TASK TO COMPLETE. The answer required is how many lines of the following entries contain the word "MappedColumn", with no other words.

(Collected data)
=======

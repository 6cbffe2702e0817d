//! One-to-many and many-to-many relation resolution.
//!
//! A relation is declared on a collection property of an owner bean.
//! Whatever the declaration leaves open is derived from the schema: the
//! detail table from the element bean's table name, foreign keys from the
//! unique key pointing at the owner (or detail) table, and the detail key
//! from the detail table's single primary-key column.

use std::any::TypeId;
use std::sync::Arc;

use oxide_snippet::{concat, sql, SqlSnippet, ValueKind};
use sqlx::SqliteConnection;
use tracing::debug;

use crate::beans::{
    BeanProperty, BeanType, ManyToManyHint, OneToManyHint, PropertyType, RelationHint,
};
use crate::error::{MapperError, Result};
use crate::mapping::{BeanMapping, BeanMappingRegistry};
use crate::schema::ForeignKeySpec;

/// A resolved one-to-many relation.
#[derive(Debug, Clone, PartialEq, Eq)]
pub struct OneToManySpec {
    /// The owner bean type.
    pub owner: BeanType,
    /// The collection property on the owner.
    pub property: String,
    /// The table holding the detail rows.
    pub detail_table: String,
    /// The detail table's foreign key to the owner.
    pub foreign_key: ForeignKeySpec,
    /// The owner column the foreign key references.
    pub owner_key_column: String,
    /// The detail bean type.
    pub element: BeanType,
    /// The collection type of the property.
    pub collection: BeanType,
    /// Kind of the owner key, used to match grouping keys.
    pub key_kind: ValueKind,
}

impl OneToManySpec {
    /// Column of the detail query that holds the owner key.
    #[must_use]
    pub fn key_column(&self) -> &str {
        &self.foreign_key.fk_column
    }

    /// Selects the detail rows of every owner returned by `owner_query`.
    #[must_use]
    pub fn detail_query(&self, owner_query: &SqlSnippet) -> SqlSnippet {
        concat([
            sql(format!(
                "SELECT d.* FROM {} d WHERE d.{} IN (SELECT x.{} FROM (",
                self.detail_table, self.foreign_key.fk_column, self.owner_key_column
            )),
            owner_query.clone(),
            sql(") x)"),
        ])
    }
}

/// A resolved many-to-many relation.
#[derive(Debug, Clone, PartialEq, Eq)]
pub struct ManyToManySpec {
    /// The owner bean type.
    pub owner: BeanType,
    /// The collection property on the owner.
    pub property: String,
    /// The join table.
    pub join_table: String,
    /// Join-table column referencing the owner.
    pub fk_to_owner: String,
    /// Join-table column referencing the detail.
    pub fk_to_detail: String,
    /// The owner's primary-key column.
    pub owner_pk: String,
    /// The detail table.
    pub detail_table: String,
    /// The detail table's primary-key column.
    pub detail_pk: String,
    /// The detail bean type.
    pub element: BeanType,
    /// The collection type of the property.
    pub collection: BeanType,
    /// Kind of the owner key, used to match grouping keys.
    pub key_kind: ValueKind,
}

impl ManyToManySpec {
    /// Alias of the owner-key column in the detail query.
    pub const KEY_ALIAS: &'static str = "owner_key__";

    /// Selects the detail rows of every owner returned by `owner_query`,
    /// each tagged with its owner's key.
    #[must_use]
    pub fn detail_query(&self, owner_query: &SqlSnippet) -> SqlSnippet {
        concat([
            sql(format!(
                "SELECT j.{fk_to_owner} AS {alias}, d.* FROM {detail} d \
                 INNER JOIN {join} j ON d.{detail_pk} = j.{fk_to_detail} \
                 WHERE j.{fk_to_owner} IN (SELECT x.{owner_pk} FROM (",
                fk_to_owner = self.fk_to_owner,
                alias = Self::KEY_ALIAS,
                detail = self.detail_table,
                join = self.join_table,
                detail_pk = self.detail_pk,
                fk_to_detail = self.fk_to_detail,
                owner_pk = self.owner_pk,
            )),
            owner_query.clone(),
            sql(") x)"),
        ])
    }
}

/// Checks that a resolved relation holds `E` elements in a `C` collection.
pub(crate) fn check_relation_types<E: 'static, C: 'static>(
    owner: &BeanType,
    property: &str,
    element: &BeanType,
    collection: &BeanType,
) -> Result<()> {
    let requested_element = BeanType::of::<E>();
    let requested_collection = BeanType::of::<C>();
    if *element == requested_element && *collection == requested_collection {
        Ok(())
    } else {
        Err(MapperError::RelationTypeMismatch {
            bean: owner.short_name().to_owned(),
            property: property.to_owned(),
            declared: collection.name().to_owned(),
            requested: requested_collection.name().to_owned(),
        })
    }
}

fn collection_types<T>(owner: &BeanType, property: &BeanProperty<T>) -> Result<(BeanType, BeanType)> {
    match property.declared_type() {
        PropertyType::Collection {
            element,
            collection,
        } => Ok((element, collection)),
        PropertyType::Scalar(_) => Err(MapperError::NotARelation {
            bean: owner.short_name().to_owned(),
            property: property.name().to_owned(),
        }),
    }
}

fn key_kind<T>(mapping: &BeanMapping<T>, column: &str) -> ValueKind {
    mapping
        .property_for_column(column)
        .and_then(|mapped| mapped.property().value_kind())
        .or_else(|| mapping.table().find_column(column).map(|c| c.value_kind()))
        .unwrap_or(ValueKind::Integer)
}

impl BeanMappingRegistry {
    /// Resolves a one-to-many relation of owner `O`.
    pub async fn one_to_many<O: 'static>(
        &self,
        conn: &mut SqliteConnection,
        property: &str,
    ) -> Result<Arc<OneToManySpec>> {
        let key = (TypeId::of::<O>(), property.to_owned());
        if let Some(found) = self.one_to_many.get(&key) {
            return Ok(found);
        }
        let spec = self.resolve_one_to_many::<O>(conn, property).await?;
        debug!(relation = ?spec, "Resolved one-to-many relation");
        Ok(self.one_to_many.insert_if_absent(key, Arc::new(spec)))
    }

    async fn resolve_one_to_many<O: 'static>(
        &self,
        conn: &mut SqliteConnection,
        property: &str,
    ) -> Result<OneToManySpec> {
        let owner = self.mapping::<O>(conn).await?;
        let owner_type = owner.metadata().bean_type();
        let (_, declared) = owner.metadata().require_property(property)?;
        let (element, collection) = collection_types(&owner_type, declared)?;
        let hint = match declared.relation() {
            Some(RelationHint::OneToMany(hint)) => hint.clone(),
            _ => OneToManyHint::default(),
        };

        let detail_table = match hint.detail_table {
            Some(table) => table,
            None => self.default_table_name(&element)?,
        };
        let foreign_key = match hint.foreign_key {
            Some(fk_column) => ForeignKeySpec::new(&fk_column, owner.table_name(), None),
            None => self
                .schema()
                .required_table(conn, &detail_table)
                .await?
                .unique_fk_to(owner.table_name())?
                .clone(),
        };
        let owner_key_column = match &foreign_key.referenced_column {
            Some(column) => column.clone(),
            None => owner.require_pk()?.column().name.clone(),
        };

        Ok(OneToManySpec {
            owner: owner_type,
            property: property.to_owned(),
            key_kind: key_kind(&owner, &owner_key_column),
            detail_table,
            foreign_key,
            owner_key_column,
            element,
            collection,
        })
    }

    /// Resolves a many-to-many relation of owner `O`.
    pub async fn many_to_many<O: 'static>(
        &self,
        conn: &mut SqliteConnection,
        property: &str,
    ) -> Result<Arc<ManyToManySpec>> {
        let key = (TypeId::of::<O>(), property.to_owned());
        if let Some(found) = self.many_to_many.get(&key) {
            return Ok(found);
        }
        let spec = self.resolve_many_to_many::<O>(conn, property).await?;
        debug!(relation = ?spec, "Resolved many-to-many relation");
        Ok(self.many_to_many.insert_if_absent(key, Arc::new(spec)))
    }

    async fn resolve_many_to_many<O: 'static>(
        &self,
        conn: &mut SqliteConnection,
        property: &str,
    ) -> Result<ManyToManySpec> {
        let owner = self.mapping::<O>(conn).await?;
        let owner_type = owner.metadata().bean_type();
        let (_, declared) = owner.metadata().require_property(property)?;
        let (element, collection) = collection_types(&owner_type, declared)?;
        let hint: ManyToManyHint = match declared.relation() {
            Some(RelationHint::ManyToMany(hint)) => hint.clone(),
            _ => {
                return Err(MapperError::MissingManyToMany {
                    bean: owner_type.short_name().to_owned(),
                    property: property.to_owned(),
                })
            }
        };

        let owner_pk = owner.require_pk()?.column().name.clone();
        let join = self.schema().required_table(conn, &hint.join_table).await?;
        let fk_to_owner = match hint.fk_to_owner {
            Some(column) => column,
            None => join.unique_fk_to(owner.table_name())?.fk_column.clone(),
        };
        let detail_table = match hint.detail_table {
            Some(table) => table,
            None => self.default_table_name(&element)?,
        };
        let fk_to_detail = match hint.fk_to_detail {
            Some(column) => column,
            None => join.unique_fk_to(&detail_table)?.fk_column.clone(),
        };
        let detail_pk = match hint.detail_pk {
            Some(column) => column,
            None => self
                .schema()
                .required_table(conn, &detail_table)
                .await?
                .unique_pk_column()?
                .name
                .clone(),
        };

        Ok(ManyToManySpec {
            owner: owner_type,
            property: property.to_owned(),
            key_kind: key_kind(&owner, &owner_pk),
            join_table: hint.join_table,
            fk_to_owner,
            fk_to_detail,
            owner_pk,
            detail_table,
            detail_pk,
            element,
            collection,
        })
    }
}
//! Statement builders over bean mappings.
//!
//! Builders only produce snippets; executing them is the mapper's job.

use oxide_snippet::{comma_separated, concat, params, sql, SqlBuilder, SqlSnippet, SqlValue};
use tracing::debug;

use crate::error::Result;
use crate::mapping::{BeanMapping, MappedColumn};

fn column_list<T>(columns: &[&MappedColumn<T>]) -> SqlSnippet {
    comma_separated(columns.iter().map(|c| sql(c.column().name.clone())))
}

fn assignment(column: &str, value: SqlValue) -> SqlSnippet {
    SqlSnippet::new(format!("{column}=?"), vec![value])
}

/// `INSERT INTO t (cols) VALUES (?, ...)` for one bean. The key column is
/// included unless the database assigns it.
pub fn insert<T: 'static>(mapping: &BeanMapping<T>, bean: &T) -> SqlSnippet {
    let columns = mapping.insert_columns();
    if columns.is_empty() {
        return sql(format!("INSERT INTO {} DEFAULT VALUES", mapping.table_name()));
    }
    concat([
        sql(format!("INSERT INTO {} (", mapping.table_name())),
        column_list(&columns),
        sql(") VALUES ("),
        params(columns.iter().map(|c| c.property().get(bean))),
        sql(")"),
    ])
}

/// One multi-row insert for several beans of the same mapping.
///
/// The mapping must have at least one insert column.
pub fn insert_many<'b, T, I>(mapping: &BeanMapping<T>, beans: I) -> SqlSnippet
where
    T: 'static,
    I: IntoIterator<Item = &'b T>,
{
    let columns = mapping.insert_columns();
    let rows = beans.into_iter().map(|bean| {
        concat([
            sql("("),
            params(columns.iter().map(|c| c.property().get(bean))),
            sql(")"),
        ])
    });

    let mut builder = SqlBuilder::new();
    builder
        .append_sql(format!("INSERT INTO {} (", mapping.table_name()))
        .append(column_list(&columns))
        .append_sql(") VALUES")
        .append(comma_separated(rows));
    builder.build()
}

/// `UPDATE t SET col=?, ... WHERE pk=?` with every mapped non-key column.
///
/// A bean without non-key columns assigns the key to itself, so the
/// statement still reports whether the row exists.
pub fn update<T: 'static>(mapping: &BeanMapping<T>, bean: &T) -> Result<SqlSnippet> {
    let pk = mapping.require_pk()?;
    let mut assignments: Vec<SqlSnippet> = mapping
        .non_pk_columns()
        .into_iter()
        .map(|c| assignment(&c.column().name, c.property().get(bean)))
        .collect();
    if assignments.is_empty() {
        assignments.push(sql(format!("{0}={0}", pk.column().name)));
    }
    Ok(concat([
        sql(format!("UPDATE {} SET", mapping.table_name())),
        comma_separated(assignments),
        where_pk(&pk.column().name, pk.property().get(bean)),
    ]))
}

/// `UPDATE t SET ... WHERE pk=?` for the named properties only.
///
/// Names that are not properties of the bean, or whose property has no
/// column, are skipped.
pub fn patch<T, I, N>(mapping: &BeanMapping<T>, pk: SqlValue, values: I) -> Result<SqlSnippet>
where
    I: IntoIterator<Item = (N, SqlValue)>,
    N: AsRef<str>,
{
    let key = mapping.require_pk()?;
    let mut assignments = Vec::new();
    for (name, value) in values {
        let name = name.as_ref();
        match mapping.column_for_property(name) {
            Some(mapped) => assignments.push(assignment(&mapped.column().name, value)),
            None => debug!(property = %name, table = %mapping.table_name(), "Skipping unmapped patch property"),
        }
    }
    if assignments.is_empty() {
        assignments.push(sql(format!("{0}={0}", key.column().name)));
    }
    Ok(concat([
        sql(format!("UPDATE {} SET", mapping.table_name())),
        comma_separated(assignments),
        where_pk(&key.column().name, pk),
    ]))
}

/// `DELETE FROM t WHERE pk=?`.
pub fn delete_by_pk<T>(mapping: &BeanMapping<T>, pk: SqlValue) -> Result<SqlSnippet> {
    let key = mapping.require_pk()?;
    Ok(concat([
        sql(format!("DELETE FROM {}", mapping.table_name())),
        where_pk(&key.column().name, pk),
    ]))
}

/// `SELECT * FROM t`.
pub fn select_all<T>(mapping: &BeanMapping<T>) -> SqlSnippet {
    sql(format!("SELECT * FROM {}", mapping.table_name()))
}

/// `SELECT * FROM t WHERE pk=?`.
pub fn select_by_pk<T>(mapping: &BeanMapping<T>, pk: SqlValue) -> Result<SqlSnippet> {
    let key = mapping.require_pk()?;
    Ok(concat([select_all(mapping), where_pk(&key.column().name, pk)]))
}

fn where_pk(column: &str, value: SqlValue) -> SqlSnippet {
    SqlSnippet::new(format!("WHERE {column}=?"), vec![value])
}

#[cfg(test)]
mod tests {
    use super::*;
    use std::sync::Arc;

    use crate::beans::{AccessorBean, BeanProperty};
    use crate::pk::PkStrategy;
    use crate::schema::{ColumnMetaData, TableMetaData};

    #[derive(Debug, Default, Clone)]
    struct Person {
        id: i64,
        name: String,
        city: String,
    }

    impl AccessorBean for Person {
        fn properties() -> Vec<BeanProperty<Self>> {
            vec![
                BeanProperty::field("id", |p: &Self| p.id, |p, v| p.id = v),
                BeanProperty::field("name", |p: &Self| p.name.clone(), |p, v| p.name = v),
                BeanProperty::field("city", |p: &Self| p.city.clone(), |p, v| p.city = v),
            ]
        }
    }

    fn mapping(strategy: PkStrategy) -> BeanMapping<Person> {
        let table = TableMetaData::new("person")
            .column(ColumnMetaData::new("id", "INTEGER").primary_key())
            .column(ColumnMetaData::new("name", "TEXT"))
            .column(ColumnMetaData::new("city", "TEXT"));
        BeanMapping::new(
            Arc::new(crate::beans::accessor_metadata::<Person>()),
            Arc::new(table),
            strategy,
        )
    }

    fn arno() -> Person {
        Person {
            id: 7,
            name: "Arno".into(),
            city: "Graz".into(),
        }
    }

    #[test]
    fn test_insert_skips_auto_increment_key() {
        let s = insert(&mapping(PkStrategy::AutoIncrement), &arno());
        assert_eq!(s.text(), "INSERT INTO person ( name,city ) VALUES ( ?,? )");
        assert_eq!(
            s.params(),
            &[SqlValue::Text("Arno".into()), SqlValue::Text("Graz".into())]
        );
    }

    #[test]
    fn test_insert_includes_provided_key() {
        let s = insert(&mapping(PkStrategy::Provided(None)), &arno());
        assert_eq!(s.text(), "INSERT INTO person ( id,name,city ) VALUES ( ?,?,? )");
        assert_eq!(s.params()[0], SqlValue::Int(7));
    }

    #[test]
    fn test_insert_many_orders_parameters_by_row() {
        let other = Person {
            id: 8,
            name: "Bea".into(),
            city: "Wien".into(),
        };
        let beans = [arno(), other];
        let s = insert_many(&mapping(PkStrategy::AutoIncrement), beans.iter());
        assert_eq!(
            s.text(),
            "INSERT INTO person ( name,city ) VALUES ( ?,? ),( ?,? )"
        );
        assert_eq!(
            s.params(),
            &[
                SqlValue::Text("Arno".into()),
                SqlValue::Text("Graz".into()),
                SqlValue::Text("Bea".into()),
                SqlValue::Text("Wien".into()),
            ]
        );
        assert!(s.validate().is_ok());
    }

    #[test]
    fn test_update_statement() {
        let s = update(&mapping(PkStrategy::AutoIncrement), &arno()).unwrap();
        assert_eq!(s.text(), "UPDATE person SET name=?,city=? WHERE id=?");
        assert_eq!(s.params().last(), Some(&SqlValue::Int(7)));
    }

    #[test]
    fn test_patch_skips_unknown_properties() {
        let s = patch(
            &mapping(PkStrategy::AutoIncrement),
            SqlValue::Int(7),
            [("city", SqlValue::Text("Linz".into())), ("shoe_size", SqlValue::Int(44))],
        )
        .unwrap();
        assert_eq!(s.text(), "UPDATE person SET city=? WHERE id=?");
        assert_eq!(
            s.params(),
            &[SqlValue::Text("Linz".into()), SqlValue::Int(7)]
        );
    }

    #[test]
    fn test_patch_without_columns_is_still_valid() {
        let s = patch(
            &mapping(PkStrategy::AutoIncrement),
            SqlValue::Int(7),
            Vec::<(&str, SqlValue)>::new(),
        )
        .unwrap();
        assert_eq!(s.text(), "UPDATE person SET id=id WHERE id=?");
        assert!(s.validate().is_ok());
    }

    #[test]
    fn test_delete_and_select_by_pk() {
        let m = mapping(PkStrategy::AutoIncrement);
        assert_eq!(
            delete_by_pk(&m, SqlValue::Int(1)).unwrap().text(),
            "DELETE FROM person WHERE id=?"
        );
        assert_eq!(
            select_by_pk(&m, SqlValue::Int(1)).unwrap().text(),
            "SELECT * FROM person WHERE id=?"
        );
    }
}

=======

RESULT BELOW. 2